Methods: Text mining was performed to obtain CTD- and PAH-related gene sets, and the intersection of the two gene sets was analyzed for functional enrichment through DAVID. The protein–protein interaction network of the overlapping genes and the significant gene modules were determined using STRING. The enriched candidate genes were further analyzed by Drug Gene Interaction database to identify drugs with potential therapeutic effects on CTD-PAH.

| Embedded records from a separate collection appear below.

//! BTreeMap-based orderbook storage
//!
//! Provides O(log N) operations for price level management.
//! Uses `Reverse<Decimal>` for bids to maintain descending order.

use liquidity_types::Level;
use rust_decimal::Decimal;
use std::cmp::Reverse;
use std::collections::BTreeMap;

/// Both sides of an L2 book
///
/// - Bids: stored with `Reverse<Decimal>` key for descending order (highest first)
/// - Asks: stored with `Decimal` key for ascending order (lowest first)
#[derive(Debug, Clone, Default)]
pub struct BookSides {
    /// Bids: highest price first (Reverse for descending order)
    bids: BTreeMap<Reverse<Decimal>, Level>,
    /// Asks: lowest price first (natural ascending order)
    asks: BTreeMap<Decimal, Level>,
}

impl BookSides {
    /// Create empty storage
    pub fn new() -> Self {
        Self {
            bids: BTreeMap::new(),
            asks: BTreeMap::new(),
        }
    }

    /// Insert or update a bid level.
    /// Zero or negative qty removes the level.
    pub fn set_bid(&mut self, price: Decimal, qty: Decimal) {
        if qty <= Decimal::ZERO {
            self.bids.remove(&Reverse(price));
        } else {
            self.bids.insert(Reverse(price), Level::new(price, qty));
        }
    }

    /// Insert or update an ask level.
    /// Zero or negative qty removes the level.
    pub fn set_ask(&mut self, price: Decimal, qty: Decimal) {
        if qty <= Decimal::ZERO {
            self.asks.remove(&price);
        } else {
            self.asks.insert(price, Level::new(price, qty));
        }
    }

    /// Get the best bid (highest price)
    pub fn best_bid(&self) -> Option<&Level> {
        self.bids.values().next()
    }

    /// Get the best ask (lowest price)
    pub fn best_ask(&self) -> Option<&Level> {
        self.asks.values().next()
    }

    /// Iterator over bids (highest to lowest price)
    pub fn bids(&self) -> impl Iterator<Item = &Level> {
        self.bids.values()
    }

    /// Iterator over asks (lowest to highest price)
    pub fn asks(&self) -> impl Iterator<Item = &Level> {
        self.asks.values()
    }

    /// Get top N bids
    pub fn top_bids(&self, n: usize) -> Vec<Level> {
        self.bids.values().take(n).cloned().collect()
    }

    /// Get top N asks
    pub fn top_asks(&self, n: usize) -> Vec<Level> {
        self.asks.values().take(n).cloned().collect()
    }

    /// Number of bid levels
    pub fn bid_count(&self) -> usize {
        self.bids.len()
    }

    /// Number of ask levels
    pub fn ask_count(&self) -> usize {
        self.asks.len()
    }

    /// Check if both sides are empty
    pub fn is_empty(&self) -> bool {
        self.bids.is_empty() && self.asks.is_empty()
    }

    /// Clear all levels
    pub fn clear(&mut self) {
        self.bids.clear();
        self.asks.clear();
    }
}
//! Shared types for L2 market data feeds
//!
//! Wire-level message shapes for the supported venues plus the decimal
//! price-level type every other crate builds on. Quantities and prices are
//! `rust_decimal::Decimal` end to end; converting to `f64` is the analytics
//! layer's problem, not the wire layer's.

pub mod level;
pub mod messages;

pub use level::{Level, Side};
pub use messages::{BinanceDepthEvent, BybitBookData, BybitBookMessage, DepthSnapshot};
//! Multi-venue coordination
//!
//! Runs several feeds concurrently and answers cross-venue questions:
//! aggregate status, spread comparison, and a naive top-of-book arbitrage
//! check. Analytics are gated on every feed being synchronized; a half-built
//! book produces numbers that look plausible and are wrong.

use crate::error::{FeedError, FeedResult};
use crate::sync::{FeedStatus, FeedSynchronizer};
use futures_util::future::join_all;
use parking_lot::Mutex;
use rust_decimal::prelude::ToPrimitive;
use rust_decimal::Decimal;
use serde::Serialize;
use std::collections::BTreeMap;
use std::sync::atomic::{AtomicBool, Ordering};
use std::sync::Arc;
use tokio::task::AbortHandle;
use tracing::{info, warn};

/// Drives a set of feeds for one symbol across venues
pub struct MultiExchangeCoordinator {
    symbol: String,
    feeds: BTreeMap<String, Arc<dyn FeedSynchronizer>>,
    tasks: Mutex<Vec<AbortHandle>>,
    running: AtomicBool,
}

/// Aggregate status across all coordinated feeds
#[derive(Debug, Clone, Serialize)]
pub struct CoordinatorStatus {
    pub symbol: String,
    pub running: bool,
    pub all_synchronized: bool,
    pub feeds: BTreeMap<String, FeedStatus>,
}

/// Per-venue spread snapshot, all feeds synchronized
#[derive(Debug, Clone, Serialize)]
pub struct SpreadComparison {
    pub symbol: String,
    /// Spread in basis points per exchange
    pub spreads: BTreeMap<String, f64>,
    pub tightest_exchange: String,
    pub widest_exchange: String,
    pub spread_difference_bps: f64,
}

/// Top-of-book arbitrage check across venues
///
/// `arbitrage_exists` is true when some venue's best bid exceeds another
/// venue's best ask. Fees and transfer latency are out of scope; this flags
/// dislocations, it does not price a trade.
#[derive(Debug, Clone, Serialize)]
pub struct ArbitrageCheck {
    pub symbol: String,
    pub arbitrage_exists: bool,
    pub buy_from: Option<String>,
    pub buy_price: Option<f64>,
    pub sell_to: Option<String>,
    pub sell_price: Option<f64>,
    pub spread: Option<f64>,
    pub spread_bps: Option<f64>,
}

impl MultiExchangeCoordinator {
    pub fn new(symbol: impl Into<String>) -> Self {
        Self {
            symbol: symbol.into(),
            feeds: BTreeMap::new(),
            tasks: Mutex::new(Vec::new()),
            running: AtomicBool::new(false),
        }
    }

    /// Register a feed, keyed by its exchange name
    pub fn add_feed(&mut self, feed: Arc<dyn FeedSynchronizer>) {
        self.feeds.insert(feed.exchange().to_string(), feed);
    }

    pub fn feed(&self, exchange: &str) -> Option<&Arc<dyn FeedSynchronizer>> {
        self.feeds.get(exchange)
    }

    pub fn exchanges(&self) -> impl Iterator<Item = &str> {
        self.feeds.keys().map(String::as_str)
    }

    /// Run every feed to completion
    ///
    /// Returns the first feed error once all tasks have settled. Stopping the
    /// coordinator makes the feeds return cleanly.
    pub async fn run(&self) -> FeedResult<()> {
        if self.feeds.is_empty() {
            return Err(FeedError::Desynchronized {
                reason: "no feeds registered".into(),
            });
        }
        self.running.store(true, Ordering::Relaxed);
        info!(
            symbol = %self.symbol,
            feeds = self.feeds.len(),
            "starting coordinated feeds"
        );

        let mut handles = Vec::with_capacity(self.feeds.len());
        for (exchange, feed) in &self.feeds {
            let exchange = exchange.clone();
            let feed = feed.clone();
            let handle = tokio::spawn(async move {
                let result = feed.run().await;
                if let Err(err) = &result {
                    warn!(exchange = %exchange, error = %err, "feed terminated");
                }
                result
            });
            self.tasks.lock().push(handle.abort_handle());
            handles.push(handle);
        }

        let results = join_all(handles).await;
        self.running.store(false, Ordering::Relaxed);
        self.tasks.lock().clear();

        for result in results {
            match result {
                Ok(Err(err)) => return Err(err),
                Ok(Ok(())) => {}
                Err(join_err) if join_err.is_cancelled() => {}
                Err(join_err) => {
                    return Err(FeedError::Desynchronized {
                        reason: format!("feed task panicked: {join_err}"),
                    })
                }
            }
        }
        Ok(())
    }

    /// Signal all feeds to stop, then abort anything still in flight
    pub fn stop(&self) {
        info!(symbol = %self.symbol, "stopping coordinated feeds");
        for feed in self.feeds.values() {
            feed.stop();
        }
        for handle in self.tasks.lock().drain(..) {
            handle.abort();
        }
        self.running.store(false, Ordering::Relaxed);
    }

    pub fn is_running(&self) -> bool {
        self.running.load(Ordering::Relaxed)
    }

    pub fn all_synchronized(&self) -> bool {
        !self.feeds.is_empty() && self.feeds.values().all(|feed| feed.is_synchronized())
    }

    pub fn status(&self) -> CoordinatorStatus {
        CoordinatorStatus {
            symbol: self.symbol.clone(),
            running: self.is_running(),
            all_synchronized: self.all_synchronized(),
            feeds: self
                .feeds
                .iter()
                .map(|(exchange, feed)| (exchange.clone(), feed.status()))
                .collect(),
        }
    }

    /// Compare spreads across venues
    ///
    /// None unless every feed is synchronized, at least two venues have a
    /// two-sided book, and the spreads are comparable.
    pub fn spread_comparison(&self) -> Option<SpreadComparison> {
        if !self.all_synchronized() {
            return None;
        }

        let mut spreads = BTreeMap::new();
        for (exchange, feed) in &self.feeds {
            let book = feed.book();
            let book = book.read();
            if let Some(spread_bps) = book.spread_bps().and_then(|bps| bps.to_f64()) {
                spreads.insert(exchange.clone(), spread_bps);
            }
        }
        if spreads.len() < 2 {
            return None;
        }

        let (tightest, tight_bps) = spreads
            .iter()
            .min_by(|a, b| a.1.total_cmp(b.1))?;
        let (widest, wide_bps) = spreads
            .iter()
            .max_by(|a, b| a.1.total_cmp(b.1))?;

        Some(SpreadComparison {
            symbol: self.symbol.clone(),
            tightest_exchange: tightest.clone(),
            widest_exchange: widest.clone(),
            spread_difference_bps: wide_bps - tight_bps,
            spreads,
        })
    }

    /// Check for a top-of-book dislocation between any two venues
    pub fn arbitrage(&self) -> Option<ArbitrageCheck> {
        if !self.all_synchronized() || self.feeds.len() < 2 {
            return None;
        }

        let mut best_bid: Option<(String, Decimal)> = None;
        let mut best_ask: Option<(String, Decimal)> = None;
        for (exchange, feed) in &self.feeds {
            let book = feed.book();
            let book = book.read();
            if let Some((price, _)) = book.best_bid() {
                if best_bid.as_ref().map_or(true, |(_, best)| price > *best) {
                    best_bid = Some((exchange.clone(), price));
                }
            }
            if let Some((price, _)) = book.best_ask() {
                if best_ask.as_ref().map_or(true, |(_, best)| price < *best) {
                    best_ask = Some((exchange.clone(), price));
                }
            }
        }

        let (bid_exchange, bid) = best_bid?;
        let (ask_exchange, ask) = best_ask?;

        if bid > ask && bid_exchange != ask_exchange {
            let spread = bid - ask;
            let spread_bps = spread / ask * Decimal::from(10_000);
            Some(ArbitrageCheck {
                symbol: self.symbol.clone(),
                arbitrage_exists: true,
                buy_from: Some(ask_exchange),
                buy_price: ask.to_f64(),
                sell_to: Some(bid_exchange),
                sell_price: bid.to_f64(),
                spread: spread.to_f64(),
                spread_bps: spread_bps.to_f64(),
            })
        } else {
            Some(ArbitrageCheck {
                symbol: self.symbol.clone(),
                arbitrage_exists: false,
                buy_from: None,
                buy_price: None,
                sell_to: None,
                sell_price: None,
                spread: None,
                spread_bps: None,
            })
        }
    }
}
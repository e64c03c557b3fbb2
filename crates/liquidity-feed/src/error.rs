//! Feed error taxonomy
//!
//! Three classes of failure, handled differently:
//! - transport/session errors escape the session and are retried with backoff
//! - per-message parse errors drop the message; the connection lives on
//! - sequencing violations invalidate the book and force a resynchronization

use crate::transport::TransportError;
use std::time::Duration;
use thiserror::Error;

/// Errors produced by feed synchronizers
#[derive(Error, Debug)]
pub enum FeedError {
    /// Underlying transport failure
    #[error(transparent)]
    Transport(#[from] TransportError),

    /// REST snapshot request failed
    #[error("snapshot fetch failed: {0}")]
    SnapshotFetch(String),

    /// Pushed snapshot never arrived
    #[error("timed out waiting for snapshot after {0:?}")]
    SnapshotTimeout(Duration),

    /// No buffered event spans the snapshot watermark
    #[error("no bridge event found: watermark {watermark}, {buffered} buffered events")]
    BridgeNotFound { watermark: u64, buffered: usize },

    /// A buffered event failed the sequencing check during replay
    #[error("buffered event [{first_id}, {final_id}] rejected at watermark {watermark}")]
    BufferReplay {
        first_id: u64,
        final_id: u64,
        watermark: u64,
    },

    /// Every synchronization attempt in a cycle failed
    #[error("synchronization failed after {attempts} attempts")]
    SyncFailed { attempts: u32 },

    /// The book can no longer be trusted and must be rebuilt
    #[error("order book desynchronized: {reason}")]
    Desynchronized { reason: String },

    /// The socket listener task ended while the feed still needed it
    #[error("listener task stopped unexpectedly")]
    ListenerStopped,

    /// Reconnect budget exhausted
    #[error("gave up reconnecting after {attempts} attempts")]
    ReconnectExhausted { attempts: u32 },
}

/// Convenience result alias for feed operations
pub type FeedResult<T> = Result<T, FeedError>;

impl FeedError {
    /// Whether the owning run loop should reconnect and try again
    pub fn is_retryable(&self) -> bool {
        !matches!(self, FeedError::ReconnectExhausted { .. })
    }

    /// Whether this error invalidates the current book state
    pub fn requires_resync(&self) -> bool {
        matches!(
            self,
            FeedError::Desynchronized { .. }
                | FeedError::BridgeNotFound { .. }
                | FeedError::BufferReplay { .. }
        )
    }
}

#[cfg(test)]
mod tests {
    use super::*;

    #[test]
    fn test_error_display() {
        let err = FeedError::BridgeNotFound {
            watermark: 100,
            buffered: 7,
        };
        assert_eq!(
            err.to_string(),
            "no bridge event found: watermark 100, 7 buffered events"
        );
    }

    #[test]
    fn test_taxonomy_predicates() {
        assert!(FeedError::SnapshotFetch("503".into()).is_retryable());
        assert!(!FeedError::ReconnectExhausted { attempts: 5 }.is_retryable());

        assert!(FeedError::Desynchronized {
            reason: "crossed book".into()
        }
        .requires_resync());
        assert!(!FeedError::ListenerStopped.requires_resync());
    }

    #[test]
    fn test_transport_error_converts() {
        let err: FeedError = TransportError::ConnectionClosed.into();
        assert!(matches!(err, FeedError::Transport(_)));
    }
}
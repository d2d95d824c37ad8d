use chrono::{NaiveDate, NaiveTime};
use rust_decimal::Decimal;
use rust_decimal::prelude::ToPrimitive;

use crate::error::{ChartError, ChartResult};

pub fn decimal_to_f64(value: Decimal, field_name: &str) -> ChartResult<f64> {
    value.to_f64().ok_or_else(|| {
        ChartError::InvalidData(format!("{field_name} cannot be represented as f64"))
    })
}

/// Midnight UTC of `date` as unix seconds, the continuous time axis unit.
#[must_use]
pub fn date_to_unix_seconds(date: NaiveDate) -> f64 {
    date.and_time(NaiveTime::MIN).and_utc().timestamp() as f64
}

/// Lowercases `name` and drops every character outside `a-z`.
///
/// Used to derive mark classes from category names, so `"N. America"`
/// becomes `"namerica"`.
#[must_use]
pub fn normalize_class_name(name: &str) -> String {
    name.chars()
        .flat_map(char::to_lowercase)
        .filter(char::is_ascii_lowercase)
        .collect()
}
use scrolly_charts::core::{BandScale, LinearScale};
use proptest::prelude::*;

proptest! {
    #[test]
    fn in_domain_values_map_inside_the_range(
        domain_start in -1_000_000.0f64..1_000_000.0,
        domain_span in 0.001f64..1_000_000.0,
        range_start in -5_000.0f64..5_000.0,
        range_span in -5_000.0f64..5_000.0,
        value_factor in 0.0f64..=1.0
    ) {
        let domain_end = domain_start + domain_span;
        let range_end = range_start + range_span;
        let value = (domain_start + value_factor * domain_span).min(domain_end);

        let scale = LinearScale::new(domain_start, domain_end)
            .and_then(|s| s.with_range(range_start, range_end))
            .expect("valid scale");
        let px = scale.domain_to_pixel(value).expect("to pixel");

        let (lo, hi) = if range_start <= range_end {
            (range_start, range_end)
        } else {
            (range_end, range_start)
        };
        prop_assert!(px >= lo - 1e-6 && px <= hi + 1e-6, "{px} outside [{lo}, {hi}]");
    }

    #[test]
    fn linear_scale_round_trip_property(
        domain_start in -1_000_000.0f64..1_000_000.0,
        domain_span in 0.001f64..1_000_000.0,
        value_factor in 0.0f64..1.0
    ) {
        let domain_end = domain_start + domain_span;
        let value = domain_start + value_factor * domain_span;

        let scale = LinearScale::new(domain_start, domain_end)
            .and_then(|s| s.with_range(1_024.0, 0.0))
            .expect("valid scale");
        let px = scale.domain_to_pixel(value).expect("to pixel");
        let recovered = scale.pixel_to_domain(px).expect("from pixel");

        prop_assert!((recovered - value).abs() <= 1e-6 * domain_span.max(1.0));
    }

    #[test]
    fn bands_partition_the_range_for_any_category_order(
        categories in prop::collection::hash_set("[a-z]{1,8}", 1..40),
        shuffle_seed in any::<u64>(),
        padding_inner in 0.0f64..0.9,
        padding_outer in 0.0f64..1.0,
        width in 10.0f64..4_000.0
    ) {
        let mut names: Vec<String> = categories.into_iter().collect();
        // Deterministic permutation driven by the seed.
        names.sort_by_key(|name| {
            name.bytes()
                .fold(shuffle_seed, |acc, byte| acc.rotate_left(5) ^ u64::from(byte))
        });

        let scale = BandScale::new(names.clone())
            .and_then(|s| s.with_padding(padding_inner, padding_outer))
            .and_then(|s| s.with_range(0.0, width))
            .expect("valid band scale");

        let step = scale.step();
        let bandwidth = scale.bandwidth();
        let tolerance = 1e-9 * width;
        prop_assert!((bandwidth - step * (1.0 - padding_inner)).abs() <= tolerance);

        let starts: Vec<f64> = names
            .iter()
            .map(|name| scale.position(name).expect("position"))
            .collect();
        for pair in starts.windows(2) {
            // Consecutive bands never overlap; the gap is the inner padding.
            let gap = pair[1] - (pair[0] + bandwidth);
            prop_assert!(gap >= -tolerance);
            prop_assert!((gap - step * padding_inner).abs() <= tolerance);
        }
        let first = starts[0];
        let last_end = starts[starts.len() - 1] + bandwidth;
        prop_assert!(first >= -tolerance);
        prop_assert!(last_end <= width + tolerance);
        // Outer padding is split evenly between both ends.
        prop_assert!((first - (width - last_end)).abs() <= tolerance * 10.0);
    }
}
impl RadialChartContext {
    fn new(records: Vec<TemperatureRecord>, config: RadialChartConfig) -> ChartResult<Self> {
        let plot = PlotArea::new(config.viewport, config.margin)?;
        let radius_scale = LinearScale::new(config.radius_domain.0, config.radius_domain.1)?
            .with_range(config.inner_radius, config.outer_radius)?;
        let angle_scale = PointScale::new(
            config
                .months
                .iter()
                .map(String::as_str)
                .chain([ANGLE_SENTINEL]),
        )?
        .with_range(0.0, std::f64::consts::TAU)?;
        let color_scale = LinearColorScale::new(
            config.color_domain.0,
            config.color_domain.1,
            Color::from_hex(&config.cold_color)?,
            Color::from_hex(&config.hot_color)?,
        )?;
        let guide_color = Color::from_hex(&config.guide_color)?;

        let cities = build_profiles(records, &config, radius_scale, &angle_scale, color_scale)?;
        let city_steps: Vec<CityStep> = config
            .city_steps
            .iter()
            .filter(|city_step| {
                let known = cities.contains_key(&city_step.city);
                if !known {
                    warn!(
                        step = %city_step.step,
                        city = %city_step.city,
                        "no temperatures for city; step left unregistered"
                    );
                }
                known
            })
            .cloned()
            .collect();

        let mut context = Self {
            config,
            plot,
            radius_scale,
            angle_scale,
            color_scale,
            cities,
            city_steps,
            guide_color,
            scene: Scene::new(),
        };
        context.draw()?;
        Ok(context)
    }

    #[must_use]
    pub fn config(&self) -> &RadialChartConfig {
        &self.config
    }

    #[must_use]
    pub fn radius_scale(&self) -> LinearScale {
        self.radius_scale
    }

    /// Angle in radians of `month`, or `None` for an unknown month name.
    #[must_use]
    pub fn month_angle(&self, month: &str) -> Option<f64> {
        if month == ANGLE_SENTINEL {
            return None;
        }
        self.angle_scale.position(month)
    }

    #[must_use]
    pub fn color_scale(&self) -> LinearColorScale {
        self.color_scale
    }

    /// Cities with at least one usable month, in first-seen order.
    pub fn cities(&self) -> impl Iterator<Item = &str> {
        self.cities.keys().map(String::as_str)
    }

    /// Mean monthly high of `city`.
    #[must_use]
    pub fn mean_high(&self, city: &str) -> Option<f64> {
        self.cities.get(city).map(|profile| profile.mean_high)
    }

    #[must_use]
    pub fn city_color(&self, city: &str) -> Option<Color> {
        self.cities.get(city).map(|profile| profile.color)
    }

    #[must_use]
    pub fn scene(&self) -> &Scene {
        &self.scene
    }

    /// Guides, an empty temperature area, an empty city name and unlit chips.
    fn draw(&mut self) -> ChartResult<()> {
        let (cx, cy) = self.plot.center();

        for &value in &self.config.guide_rings {
            let r = self.radius_scale.domain_to_pixel(value)?;
            self.scene.upsert(
                Mark::new(
                    MarkId::new(MarkRole::GuideRing, format_coord(value)),
                    Layer::Background,
                    Geometry::Circle { cx, cy, r },
                )
                .with_style(Style::stroked(self.guide_color, 1.0)),
            );
        }
        for &value in &self.config.guide_labels {
            let r = self.radius_scale.domain_to_pixel(value)?;
            let text = TextGeometry::new(
                format!("{}°", format_coord(value)),
                cx,
                cy - r,
                self.config.guide_font_size,
            )
            .with_offset(0.0, -2.0)
            .with_anchor(TextAnchor::Middle);
            self.scene.upsert(Mark::new(
                MarkId::new(MarkRole::GuideLabel, format_coord(value)),
                Layer::Axis,
                Geometry::Text(text),
            ));
        }

        let area_style = Style {
            opacity: 0.0,
            ..Style::default()
        };
        self.scene.upsert(
            Mark::new(
                MarkId::new(MarkRole::TemperatureArea, AREA_KEY),
                Layer::Marks,
                Geometry::Path { d: String::new() },
            )
            .with_style(area_style),
        );
        self.scene.upsert(
            Mark::new(
                MarkId::new(MarkRole::CityName, CITY_NAME_KEY),
                Layer::Labels,
                Geometry::Text(
                    TextGeometry::new(String::new(), cx, cy, self.config.city_name_font_size)
                        .with_offset(0.0, self.config.city_name_font_size * 0.35)
                        .with_anchor(TextAnchor::Middle),
                ),
            )
            .with_style(area_style.with_font_weight(self.config.city_name_weight)),
        );

        let (chip_width, chip_height) = self.config.chip_size;
        for (index, city_step) in self.city_steps.iter().enumerate() {
            let y = index as f64 * (chip_height + self.config.chip_gap);
            let class = format!("label-{}", normalize_class_name(&city_step.city));
            self.scene.upsert(
                Mark::new(
                    MarkId::new(MarkRole::CityChip, city_step.city.clone()),
                    Layer::Labels,
                    Geometry::Rect {
                        x: 0.0,
                        y,
                        width: chip_width,
                        height: chip_height,
                    },
                )
                .with_class(class.clone())
                .with_style(Style {
                    fill: Paint::None,
                    ..Style::stroked(self.guide_color, 0.5)
                }),
            );
            self.scene.upsert(
                Mark::new(
                    MarkId::new(MarkRole::CityChipLabel, city_step.city.clone()),
                    Layer::Labels,
                    Geometry::Text(
                        TextGeometry::new(
                            city_step.city.clone(),
                            4.0,
                            y + chip_height / 2.0,
                            self.config.chip_font_size,
                        )
                        .with_offset(0.0, self.config.chip_font_size * 0.35),
                    ),
                )
                .with_class(class),
            );
        }
        Ok(())
    }

    /// Replaces the shared area, the city name and every chip background.
    fn apply_city(&mut self, view: &CityView) -> ChartResult<()> {
        let profile = self.cities.get(&view.city).ok_or_else(|| {
            ChartError::InvalidData(format!("no temperatures for city `{}`", view.city))
        })?;
        let transition = Some(self.config.transition_ms);

        // Closed by returning to the first month; the stored samples stay as loaded.
        let mut closed = Vec::with_capacity(profile.samples.len() + 1);
        closed.extend_from_slice(&profile.samples);
        closed.extend(profile.samples.first().copied());
        let d = radial_area_path(&closed, self.plot.center());
        let fill = profile.color;

        let area = MarkId::new(MarkRole::TemperatureArea, AREA_KEY);
        if let Some(mark) = self.scene.get_mut(&area) {
            mark.geometry = Geometry::Path { d };
            mark.style = Style {
                opacity: self.config.area_opacity,
                transition_ms: transition,
                ..Style::filled(fill)
            };
        }

        let name = MarkId::new(MarkRole::CityName, CITY_NAME_KEY);
        if let Some(mark) = self.scene.get_mut(&name) {
            if let Geometry::Text(text) = &mut mark.geometry {
                text.text.clone_from(&view.city);
            }
            mark.style.opacity = 1.0;
            mark.style.transition_ms = transition;
        }

        for (index, city_step) in self.city_steps.iter().enumerate() {
            let chip_fill = match self.cities.get(&city_step.city) {
                Some(chip) if index < view.revealed => Paint::Solid(chip.color),
                _ => Paint::None,
            };
            let id = MarkId::new(MarkRole::CityChip, city_step.city.clone());
            if let Some(mark) = self.scene.get_mut(&id) {
                mark.style.fill = chip_fill;
                mark.style.transition_ms = transition;
            }
        }
        debug!(
            city = %view.city,
            mean_high = profile.mean_high,
            revealed = view.revealed,
            "city band drawn"
        );
        Ok(())
    }

    fn transition_table(&self) -> ChartResult<TransitionTable<CityView>> {
        let mut table = TransitionTable::new(ChartId::CityTemperatures);
        for (index, city_step) in self.city_steps.iter().enumerate() {
            table.insert(
                city_step.step,
                CityView {
                    city: city_step.city.clone(),
                    revealed: index + 1,
                },
            )?;
        }
        Ok(table)
    }
}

Results: Based on text mining analysis, 179 genes related to CTD and PAH were identified. Through enrichment analysis of the genes, 20 genes representing six pathways were obtained. To further narrow the scope of potential existing drugs, we selected targeted drugs with a Query Score ≥5 and Interaction Score ≥1. Finally, 13 drugs targeting the six genes were selected as candidate drugs, which were divided into four drug–gene interaction types, and 12 of them had initial drug indications approved by the FDA. The potential gene targets of the drugs on this list are IL-6 (one drug) and IL-1β (two drugs), MMP9 (one drug), VEGFA (three drugs), TGFB1 (one drug), and EGFR (five drugs). These drugs might be used to treat CTD-PAH.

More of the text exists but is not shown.